As soon as the guards had gone, I left the barge with hugs and tears and prayers for good luck from the bargee’s wife, and set out for the Vatican through the old, winding streets that netted the Campo Marzio. This was normally the most crowded quarter of the city, where people had lived, said the historians, since before the days of Aeneas. And some of the houses looked at least that old, retorted the wags. But today it was virtually empty, the narrow, rutted walks and slipshod tiled roofs left to the cats and dogs and pigeons. The lower reaches of the walls still carried tidelines of dried salt from recent flooding. Split rice sacks and broken down log piles littered back yards and passages between buildings. When the Tiber flooded, the people here usually sought shelter in the Castel Sant’Angelo, whose raised aspect and curtain walls afforded protection from the river.

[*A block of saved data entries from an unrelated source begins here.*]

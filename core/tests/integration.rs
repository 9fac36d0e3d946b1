//! End-to-end broker tests against the live mock server.
//!
//! # Design
//! Starts the mock server on a random port, then drives a `RequestBroker`
//! backed by the real `UreqTransport` over HTTP. Callbacks report through a
//! channel so each test can wait for delivery with a bound.

use std::net::SocketAddr;
use std::sync::mpsc::{self, Receiver};
use std::sync::Arc;
use std::time::Duration;

use broker_core::adapter::decode_object;
use broker_core::{
    BrokerConfig, CookieJar, Issued, MemorySink, Payload, RequestBroker, SessionEtag, UreqTransport,
    NETWORK_ERROR_JSON,
};
use serde_json::json;

fn start_server() -> SocketAddr {
    let std_listener = std::net::TcpListener::bind("127.0.0.1:0").unwrap();
    let addr = std_listener.local_addr().unwrap();
    std_listener.set_nonblocking(true).unwrap();

    std::thread::spawn(move || {
        let rt = tokio::runtime::Builder::new_multi_thread()
            .enable_all()
            .build()
            .unwrap();
        rt.block_on(async {
            let listener = tokio::net::TcpListener::from_std(std_listener).unwrap();
            mock_server::run(listener).await
        })
        .unwrap();
    });
    addr
}

struct Harness {
    broker: RequestBroker,
    sink: Arc<MemorySink>,
    etag: Arc<SessionEtag>,
    config: BrokerConfig,
}

fn harness(addr: SocketAddr, timeout_secs: u64) -> Harness {
    let config = BrokerConfig {
        server_url: format!("http://{addr}/"),
        timeout_secs,
        ..BrokerConfig::default()
    };
    let sink = Arc::new(MemorySink::new());
    let etag = Arc::new(SessionEtag::new());
    let broker = RequestBroker::new(
        Arc::new(UreqTransport::new(&config)),
        Arc::new(CookieJar::new()),
        etag.clone(),
        sink.clone(),
    );
    Harness {
        broker,
        sink,
        etag,
        config,
    }
}

impl Harness {
    fn url(&self, path: &str) -> String {
        self.config.endpoint(path).unwrap()
    }

    fn get(&self, path: &str) -> (String, u16) {
        let (tx, rx) = mpsc::channel();
        self.broker
            .issue_get(&self.url(path), move |body, status| tx.send((body, status)).unwrap())
            .unwrap();
        wait(&rx)
    }

    fn post(&self, path: &str, payload: serde_json::Value, bypass: bool) -> (String, u16) {
        let payload: Payload = payload.as_object().cloned().unwrap();
        let (tx, rx) = mpsc::channel();
        self.broker
            .issue_post(
                &self.url(path),
                &payload,
                move |body, status| tx.send((body, status)).unwrap(),
                bypass,
            )
            .unwrap();
        wait(&rx)
    }
}

fn wait(rx: &Receiver<(String, u16)>) -> (String, u16) {
    rx.recv_timeout(Duration::from_secs(10)).expect("callback was not delivered")
}

#[test]
fn get_returns_backend_body() {
    let h = harness(start_server(), 5);
    let (body, status) = h.get("ping");
    assert_eq!(status, 200);
    assert_eq!(decode_object(&body).unwrap()["success"], true);
    assert_eq!(h.broker.in_flight(), 0);
}

#[test]
fn server_error_is_normalized_and_logged() {
    let h = harness(start_server(), 5);
    let (body, status) = h.get("status/500");
    assert_eq!(status, 500);
    assert_eq!(body, NETWORK_ERROR_JSON);

    let records = h.sink.records();
    assert_eq!(records.len(), 1);
    assert_eq!(records[0].status, 500);
    assert!(records[0].body.as_deref().unwrap().contains("status 500"));
    assert!(records[0].url.ends_with("/status/500"));
}

#[test]
fn not_found_keeps_its_status() {
    let h = harness(start_server(), 5);
    let (body, status) = h.get("no/such/route");
    assert_eq!((body.as_str(), status), (NETWORK_ERROR_JSON, 404));
}

#[test]
fn login_cookie_is_kept_for_later_requests() {
    let h = harness(start_server(), 5);
    let (_, status) = h.post("login", json!({"user": "ada"}), true);
    assert_eq!(status, 200);

    let cookie = h.broker.session_cookie("127.0.0.1", "session").expect("session cookie stored");
    assert!(!cookie.value.is_empty());

    let (body, status) = h.get("whoami");
    assert_eq!(status, 200);
    assert_eq!(decode_object(&body).unwrap()["user"], "ada");
}

#[test]
fn form_values_with_reserved_characters_arrive_intact() {
    let h = harness(start_server(), 5);
    let note = "a&b=c d+e";
    let (body, status) = h.post("echo", json!({"note": note, "count": 3}), true);
    assert_eq!(status, 200);
    let doc = decode_object(&body).unwrap();
    assert_eq!(doc["fields"]["note"], note);
    assert_eq!(doc["fields"]["count"], "3");
}

#[test]
fn stale_validation_token_is_rejected_by_backend() {
    let h = harness(start_server(), 5);

    let (body, status) = h.post("save", json!({"coins": 5}), false);
    assert_eq!(status, 200);
    let etag = decode_object(&body).unwrap()["etag"].as_str().unwrap().to_string();
    h.etag.set(etag);

    let (_, status) = h.post("save", json!({"coins": 6}), false);
    assert_eq!(status, 200);

    // The token still names the first revision.
    let (body, status) = h.post("save", json!({"coins": 7}), false);
    assert_eq!((body.as_str(), status), (NETWORK_ERROR_JSON, 412));

    // Bypassing validation sends no If-Match at all.
    let (_, status) = h.post("save", json!({"coins": 7}), true);
    assert_eq!(status, 412);
}

#[test]
fn transport_timeout_is_request_timeout() {
    let h = harness(start_server(), 1);
    let (body, status) = h.get("slow/3000");
    assert_eq!((body.as_str(), status), (NETWORK_ERROR_JSON, 408));
    assert!(h.sink.records().is_empty());
}

#[test]
fn unreachable_backend_is_request_timeout() {
    let addr = {
        let listener = std::net::TcpListener::bind("127.0.0.1:0").unwrap();
        listener.local_addr().unwrap()
    };
    let h = harness(addr, 2);
    let (body, status) = h.get("ping");
    assert_eq!((body.as_str(), status), (NETWORK_ERROR_JSON, 408));
}

#[test]
fn short_circuit_answers_without_the_backend() {
    let addr = {
        let listener = std::net::TcpListener::bind("127.0.0.1:0").unwrap();
        listener.local_addr().unwrap()
    };
    let h = harness(addr, 2);
    h.broker.set_short_circuit();

    let (tx, rx) = mpsc::channel();
    let issued = h
        .broker
        .issue_get(&h.url("ping"), move |body, status| tx.send((body, status)).unwrap())
        .unwrap();
    assert_eq!(issued, Issued::ShortCircuited);
    assert_eq!(rx.try_recv().unwrap(), (NETWORK_ERROR_JSON.to_string(), 503));
    assert_eq!(h.broker.in_flight(), 0);
}

#[test]
fn concurrent_requests_are_delivered_to_their_own_callbacks() {
    const N: usize = 16;
    let h = harness(start_server(), 10);
    let (tx, rx) = mpsc::channel();
    for i in 0..N {
        let tx = tx.clone();
        let payload = json!({"i": i}).as_object().cloned().unwrap();
        h.broker
            .issue_post(
                &h.url("echo"),
                &payload,
                move |body, status| tx.send((i, body, status)).unwrap(),
                true,
            )
            .unwrap();
    }
    drop(tx);

    let mut delivered = 0;
    while let Ok((i, body, status)) = rx.recv_timeout(Duration::from_secs(10)) {
        assert_eq!(status, 200);
        assert_eq!(decode_object(&body).unwrap()["fields"]["i"], i.to_string());
        delivered += 1;
    }
    assert_eq!(delivered, N);
    assert_eq!(h.broker.in_flight(), 0);
}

But they usually came out again as soon as the water began to fall. Where were they now? What had happened here? I shivered and Girolamo, catching my mood, started to grizzle. I sat down to feed him leaning against the parapet of a well, where I washed my face and feet, though did not drink for fear the water had been spoiled by the flood. I knew San Clemente was just around the next corner, bordering one side of the
piazzale
which gave the palace its name.
All the street windows were shuttered, and sunk in late afternoon shadow, giving my lover’s home an aspect both hostile and forlorn. I felt instantly he could not be there, though a gaggle of men milled about in front of the barred street door and four bronze mortars were drawn up in the
piazzale
, mouths gaping at the row of arcaded shops opposite. As I paused, hesitating whether to speak to the guards or simply make my way to the Vatican, one of them detached himself from the group. Though he walked in my direction, I was clearly not the object of his attention for he did not see me until I thought I would have to step out of the way to let him pass. He was a tall man, with curling, red-tinged hair and a face dominated by a narrow, aquiline nose. His neat beard disguised a somewhat weak chin. He was extravagantly dressed, in padded hose, slashed sleeves, and gloves with jewelled cuffs. When he caught sight of me, his large, protuberant eyes widened and his already pale complexion blanched as though he had seen a ghost.